Content starts
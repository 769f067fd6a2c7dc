//! HTML shell rendering module
//!
//! Emits the shared page shell (head, banner, navigation, content
//! region, analytics footer) around a fragment body. Rendering is a
//! pure function of the site config, the active entry, and the body.

use crate::config::SiteConfig;
use crate::site::nav::{self, NavEntry};

const LOGO_PATH: &str = "/static/twirssibird.svg";

/// Shown in the content region when the selected fragment cannot be read
const UNAVAILABLE_NOTICE: &str =
    "<div class=\"notice\">This page's content is currently unavailable. \
     Please try again later.</div>";

/// Render the full documentation page around a fragment body
pub fn render_page(site: &SiteConfig, active: &NavEntry, body: &str) -> String {
    let mut html = String::with_capacity(body.len() + 4096);

    html.push_str(&render_head(site));
    html.push_str(&render_banner(site));
    html.push_str(&render_nav(active));
    html.push_str("<div id=\"content\">\n<p>\n");
    html.push_str(body);
    html.push_str("\n</p>\n</div>\n\n");
    html.push_str(&render_analytics(&site.analytics_id));
    html.push_str("</body>\n</html>\n");

    html
}

/// Render the page with a visible placeholder instead of fragment content
pub fn render_unavailable(site: &SiteConfig, active: &NavEntry) -> String {
    render_page(site, active, UNAVAILABLE_NOTICE)
}

/// Document head with the embedded stylesheet
fn render_head(site: &SiteConfig) -> String {
    format!(
        r#"<!DOCTYPE html>
<html lang="en">
<head>
<meta charset="utf-8">
<title>{title}: {tagline}</title>
<link rel="icon" type="image/svg+xml" href="/favicon.svg">
<style>
body {{
    font: 0.8em arial, helvetica, sans-serif;
    background: #80a0ff;
    margin: 0;
    padding: 1em;
}}
code {{
    font-size: medium;
}}
#header ul {{
    list-style: none;
    padding: 0;
    margin: 0;
}}
#header li {{
    float: left;
    border: 1px solid white;
    border-left-width: 0;
    margin: 0;
    font-weight: bold;
    font-size: larger;
}}
#header a {{
    text-decoration: none;
    display: block;
    background: #70a0f0;
    padding: 0.24em 1em;
    color: white;
    width: 8em;
    text-align: center;
}}
#header a:visited {{
    color: white;
}}
#header a:hover {{
    background: #3c68e5;
}}
#header #selected a {{
    position: relative;
    background: white;
    color: black;
}}
#content {{
    clear: both;
    padding: 0.5em 1em;
    background: white;
}}
#content .notice {{
    padding: 1em;
    border: 1px solid #3c68e5;
    background: #eef2ff;
    font-weight: bold;
}}
h1 {{
    margin: 0;
    padding: 0 0 1em 0;
}}
</style>
</head>
<body>
"#,
        title = site.title,
        tagline = site.tagline,
    )
}

/// Logo and title banner
fn render_banner(site: &SiteConfig) -> String {
    format!(
        r#"<p id="title">
<a href="/"><img src="{LOGO_PATH}" alt="{title} logo" style="float:left;margin-right:5px" height="100"></a>
<span style="font-size:2.5em;color:white"><b>{title}</b></span>
<span style="display:block;text-indent:1em;font-size:1.5em;color:#3c68e5">{tagline}</span>
</p>

"#,
        title = site.title,
        tagline = site.tagline,
    )
}

/// Navigation bar listing every listed entry, flagging the active one
///
/// Unlisted entries stay reachable by query key but never appear here.
fn render_nav(active: &NavEntry) -> String {
    let mut items = String::new();

    for (position, entry) in nav::ENTRIES.iter().filter(|e| e.listed).enumerate() {
        let href = entry
            .query_key
            .map_or_else(|| "/".to_string(), |key| format!("?{key}"));
        let selected = if entry == active {
            " id=\"selected\""
        } else {
            ""
        };
        // The leftmost item restores the border collapsed away from the rest
        let style = if position == 0 {
            " style=\"border-left-width: 1px\""
        } else {
            ""
        };

        items.push_str(&format!(
            "\t<li{selected}{style}><a href=\"{href}\">{label}</a></li>\n",
            label = entry.label,
        ));
    }

    format!("<div id=\"header\">\n<ul>\n{items}</ul>\n</div>\n\n")
}

/// Fixed client-side analytics snippet, emitted on every page
fn render_analytics(analytics_id: &str) -> String {
    format!(
        r#"<script type="text/javascript">
var gaJsHost = (("https:" == document.location.protocol) ? "https://ssl." : "http://www.");
document.write(unescape("%3Cscript src='" + gaJsHost + "google-analytics.com/ga.js' type='text/javascript'%3E%3C/script%3E"));
</script>
<script type="text/javascript">
try {{
    var pageTracker = _gat._getTracker("{analytics_id}");
    pageTracker._trackPageview();
}} catch(err) {{}}
</script>
"#,
    )
}

#[cfg(test)]
mod tests {
    use super::*;
    use crate::site::query::parse_keys;

    fn test_site() -> SiteConfig {
        SiteConfig {
            title: "Twirssi".to_string(),
            tagline: "a twitter script for irssi".to_string(),
            fragment_dir: "content".to_string(),
            asset_dir: "static".to_string(),
            analytics_id: "UA-190820-2".to_string(),
        }
    }

    fn active_for(query: Option<&str>) -> &'static NavEntry {
        nav::select_active(&parse_keys(query))
    }

    #[test]
    fn test_fragment_appears_verbatim() {
        let html = render_page(&test_site(), active_for(None), "<h1>About</h1><p>x & y</p>");
        assert!(html.contains("<h1>About</h1><p>x & y</p>"));
    }

    #[test]
    fn test_default_page_selects_about() {
        let html = render_page(&test_site(), active_for(None), "body");
        assert!(html.contains("<li id=\"selected\" style=\"border-left-width: 1px\"><a href=\"/\">About</a></li>"));
    }

    #[test]
    fn test_active_entry_is_flagged_once() {
        let html = render_page(&test_site(), active_for(Some("using")), "body");
        assert!(html.contains("<li id=\"selected\"><a href=\"?using\">Using</a></li>"));
        assert_eq!(html.matches("id=\"selected\"").count(), 1);
    }

    #[test]
    fn test_merch_never_listed_in_nav() {
        // Even when merch itself is the active entry
        let html = render_page(&test_site(), active_for(Some("merch")), "body");
        assert!(!html.contains("?merch"));
        assert!(!html.contains(">Merch<"));
        // ... and nothing else is flagged active in its place
        assert_eq!(html.matches("id=\"selected\"").count(), 0);
    }

    #[test]
    fn test_all_listed_entries_rendered() {
        let html = render_page(&test_site(), active_for(None), "body");
        for label in ["About", "Installing", "Using", "Version History", "Recent Tweets"] {
            assert!(html.contains(&format!(">{label}</a>")), "missing {label}");
        }
    }

    #[test]
    fn test_analytics_snippet_always_present() {
        let site = test_site();
        let html = render_page(&site, active_for(None), "body");
        assert!(html.contains("google-analytics.com/ga.js"));
        assert!(html.contains("_gat._getTracker(\"UA-190820-2\")"));

        // Present on the placeholder page too
        let html = render_unavailable(&site, active_for(Some("installing")));
        assert!(html.contains("google-analytics.com/ga.js"));
    }

    #[test]
    fn test_unavailable_page_has_visible_notice() {
        let html = render_unavailable(&test_site(), active_for(Some("installing")));
        assert!(html.contains("currently unavailable"));
        assert!(html.contains("<li id=\"selected\"><a href=\"?installing\">Installing</a></li>"));
    }

    #[test]
    fn test_shell_contains_title_and_logo() {
        let html = render_page(&test_site(), active_for(None), "body");
        assert!(html.contains("<title>Twirssi: a twitter script for irssi</title>"));
        assert!(html.contains(LOGO_PATH));
    }
}
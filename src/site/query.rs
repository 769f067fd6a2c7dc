//! Query string parsing module
//!
//! The page is selected by bare query keys (`?installing`, `?using`, ...).
//! Only key presence matters; values after `=` are ignored.

use std::collections::HashSet;

/// Parse a raw query string into the set of present keys
///
/// Splits on `&` and keeps the part of each pair before `=`. Empty
/// segments (as in `?a&&b`) are dropped. A missing query string yields
/// the empty set.
///
/// The recognized keys are plain ASCII, so no percent-decoding is done;
/// an encoded key simply fails to match and is ignored like any other
/// unknown key.
pub fn parse_keys(raw: Option<&str>) -> HashSet<&str> {
    let Some(raw) = raw else {
        return HashSet::new();
    };

    raw.split('&')
        .map(|pair| pair.split_once('=').map_or(pair, |(key, _)| key))
        .filter(|key| !key.is_empty())
        .collect()
}

#[cfg(test)]
mod tests {
    use super::*;

    #[test]
    fn test_no_query() {
        assert!(parse_keys(None).is_empty());
        assert!(parse_keys(Some("")).is_empty());
    }

    #[test]
    fn test_single_key() {
        let keys = parse_keys(Some("using"));
        assert_eq!(keys.len(), 1);
        assert!(keys.contains("using"));
    }

    #[test]
    fn test_multiple_keys() {
        let keys = parse_keys(Some("installing&tweets"));
        assert!(keys.contains("installing"));
        assert!(keys.contains("tweets"));
        assert_eq!(keys.len(), 2);
    }

    #[test]
    fn test_value_is_ignored() {
        let keys = parse_keys(Some("using=1&history=yes"));
        assert!(keys.contains("using"));
        assert!(keys.contains("history"));
    }

    #[test]
    fn test_empty_segments_dropped() {
        let keys = parse_keys(Some("&&history&"));
        assert_eq!(keys.len(), 1);
        assert!(keys.contains("history"));
    }
}
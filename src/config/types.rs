// Configuration types module
// Defines all configuration-related data structures

use serde::Deserialize;

/// Main configuration structure
#[derive(Debug, Deserialize, Clone)]
pub struct Config {
    pub server: ServerConfig,
    pub logging: LoggingConfig,
    pub performance: PerformanceConfig,
    pub http: HttpConfig,
    pub site: SiteConfig,
    #[serde(default)]
    pub routes: RoutesConfig,
}

/// Server configuration
#[derive(Debug, Deserialize, Clone)]
pub struct ServerConfig {
    pub host: String,
    pub port: u16,
    #[serde(default)]
    pub workers: Option<usize>,
}

/// Logging configuration
#[derive(Debug, Deserialize, Clone)]
pub struct LoggingConfig {
    pub level: String,
    pub access_log: bool,
    /// Access log format (combined, common, or json)
    #[serde(default = "default_access_log_format")]
    pub access_log_format: String,
    pub show_headers: bool,
}

fn default_access_log_format() -> String {
    "combined".to_string()
}

/// Performance configuration
#[derive(Debug, Deserialize, Clone)]
pub struct PerformanceConfig {
    pub keep_alive_timeout: u64,
    pub read_timeout: u64,
    pub write_timeout: u64,
    #[serde(default)]
    pub max_connections: Option<u64>,
}

/// HTTP configuration
#[derive(Debug, Deserialize, Clone)]
pub struct HttpConfig {
    pub server_name: String,
    pub enable_cors: bool,
    pub max_body_size: u64,
}

/// Site configuration
///
/// Fixed at startup; the navigation table itself is compiled in.
#[derive(Debug, Deserialize, Clone)]
pub struct SiteConfig {
    /// Site title shown in the banner and the document title
    pub title: String,
    /// Tagline shown under the title
    pub tagline: String,
    /// Directory holding the content fragments
    pub fragment_dir: String,
    /// Directory holding decorative static assets (logo, favicon)
    pub asset_dir: String,
    /// Google Analytics web property id for the footer snippet
    pub analytics_id: String,
}

/// Routes configuration
#[derive(Debug, Deserialize, Clone)]
pub struct RoutesConfig {
    pub favicon_paths: Vec<String>,
    /// Health check configuration
    #[serde(default)]
    pub health: HealthConfig,
}

impl Default for RoutesConfig {
    fn default() -> Self {
        Self {
            favicon_paths: vec!["/favicon.ico".to_string(), "/favicon.svg".to_string()],
            health: HealthConfig::default(),
        }
    }
}

/// Health check configuration
#[derive(Debug, Deserialize, Clone)]
pub struct HealthConfig {
    /// Enable health check endpoints
    #[serde(default = "default_health_enabled")]
    pub enabled: bool,
    /// Liveness probe path
    #[serde(default = "default_healthz_path")]
    pub liveness_path: String,
    /// Readiness probe path
    #[serde(default = "default_readyz_path")]
    pub readiness_path: String,
}

fn default_health_enabled() -> bool {
    true
}

fn default_healthz_path() -> String {
    "/healthz".to_string()
}

fn default_readyz_path() -> String {
    "/readyz".to_string()
}

impl Default for HealthConfig {
    fn default() -> Self {
        Self {
            enabled: default_health_enabled(),
            liveness_path: default_healthz_path(),
            readiness_path: default_readyz_path(),
        }
    }
}
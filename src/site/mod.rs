//! Page renderer module
//!
//! Turns a request's query string into a rendered documentation page:
//! query-key parsing, navigation entry selection, fragment loading, and
//! HTML shell rendering.

mod error;
pub mod fragment;
pub mod nav;
pub mod page;
pub mod query;

pub use error::SiteError;
pub use nav::NavEntry;
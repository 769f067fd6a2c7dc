//! MIME type detection module
//!
//! Returns the corresponding Content-Type based on file extension,
//! covering the asset types a documentation site serves.

/// Get MIME Content-Type based on file extension
pub fn get_content_type(extension: Option<&str>) -> &'static str {
    match extension {
        // Text
        Some("html" | "htm") => "text/html; charset=utf-8",
        Some("css") => "text/css",
        Some("txt" | "md") => "text/plain; charset=utf-8",
        Some("js") => "application/javascript",
        Some("json") => "application/json",

        // Images
        Some("png") => "image/png",
        Some("jpg" | "jpeg") => "image/jpeg",
        Some("gif") => "image/gif",
        Some("svg") => "image/svg+xml",
        Some("ico") => "image/x-icon",
        Some("webp") => "image/webp",

        // Fonts
        Some("woff") => "font/woff",
        Some("woff2") => "font/woff2",
        Some("ttf") => "font/ttf",

        // Default
        _ => "application/octet-stream",
    }
}

#[cfg(test)]
mod tests {
    use super::*;

    #[test]
    fn test_common_types() {
        assert_eq!(get_content_type(Some("html")), "text/html; charset=utf-8");
        assert_eq!(get_content_type(Some("css")), "text/css");
        assert_eq!(get_content_type(Some("svg")), "image/svg+xml");
        assert_eq!(get_content_type(Some("png")), "image/png");
    }

    #[test]
    fn test_unknown_extension() {
        assert_eq!(get_content_type(Some("xyz")), "application/octet-stream");
        assert_eq!(get_content_type(None), "application/octet-stream");
    }
}
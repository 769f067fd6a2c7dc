//! Access log format module
//!
//! Supports the Apache/Nginx `combined` format, the Common Log Format
//! (`common`), and JSON structured logging (`json`). Unknown format
//! names fall back to `common`.

use chrono::Local;
use serde_json::json;

/// Access log entry containing request/response information
#[derive(Debug, Clone)]
pub struct AccessLogEntry {
    /// Client IP address
    pub remote_addr: String,
    /// Request timestamp
    pub time: chrono::DateTime<Local>,
    /// HTTP method (GET, HEAD, ...)
    pub method: String,
    /// Request URI path
    pub path: String,
    /// Query string (without leading ?)
    pub query: Option<String>,
    /// HTTP version (1.0, 1.1, 2)
    pub http_version: String,
    /// Response status code
    pub status: u16,
    /// Response body size in bytes
    pub body_bytes: usize,
    /// Referer header
    pub referer: Option<String>,
    /// User-Agent header
    pub user_agent: Option<String>,
    /// Request processing time in microseconds
    pub request_time_us: u64,
}

impl AccessLogEntry {
    /// Create a new access log entry with current timestamp
    pub fn new(remote_addr: String, method: String, path: String) -> Self {
        Self {
            remote_addr,
            time: Local::now(),
            method,
            path,
            query: None,
            http_version: "1.1".to_string(),
            status: 200,
            body_bytes: 0,
            referer: None,
            user_agent: None,
            request_time_us: 0,
        }
    }

    /// Format the log entry according to the specified format
    pub fn format(&self, format: &str) -> String {
        match format {
            "combined" => self.format_combined(),
            "json" => self.format_json(),
            _ => self.format_common(),
        }
    }

    /// The request line, e.g. `GET /?using HTTP/1.1`
    fn request_line(&self) -> String {
        format!(
            "{} {} HTTP/{}",
            self.method,
            self.request_uri(),
            self.http_version
        )
    }

    /// Path with query string appended when present
    fn request_uri(&self) -> String {
        match &self.query {
            Some(q) => format!("{}?{}", self.path, q),
            None => self.path.clone(),
        }
    }

    /// Common Log Format (CLF)
    /// `$remote_addr - - [$time_local] "$request" $status $body_bytes_sent`
    fn format_common(&self) -> String {
        format!(
            "{} - - [{}] \"{}\" {} {}",
            self.remote_addr,
            self.time.format("%d/%b/%Y:%H:%M:%S %z"),
            self.request_line(),
            self.status,
            self.body_bytes,
        )
    }

    /// Apache/Nginx Combined Log Format
    /// CLF plus quoted referer and user-agent
    fn format_combined(&self) -> String {
        format!(
            "{} \"{}\" \"{}\"",
            self.format_common(),
            self.referer.as_deref().unwrap_or("-"),
            self.user_agent.as_deref().unwrap_or("-"),
        )
    }

    /// JSON structured log format
    fn format_json(&self) -> String {
        json!({
            "remote_addr": self.remote_addr,
            "time": self.time.to_rfc3339(),
            "method": self.method,
            "path": self.path,
            "query": self.query,
            "http_version": self.http_version,
            "status": self.status,
            "body_bytes": self.body_bytes,
            "referer": self.referer,
            "user_agent": self.user_agent,
            "request_time_us": self.request_time_us,
        })
        .to_string()
    }
}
Content ends
◆ What this task involves:
Within the entries above, count each line holding the string "structured". Give only the result.

◆ Result of the exercise:
2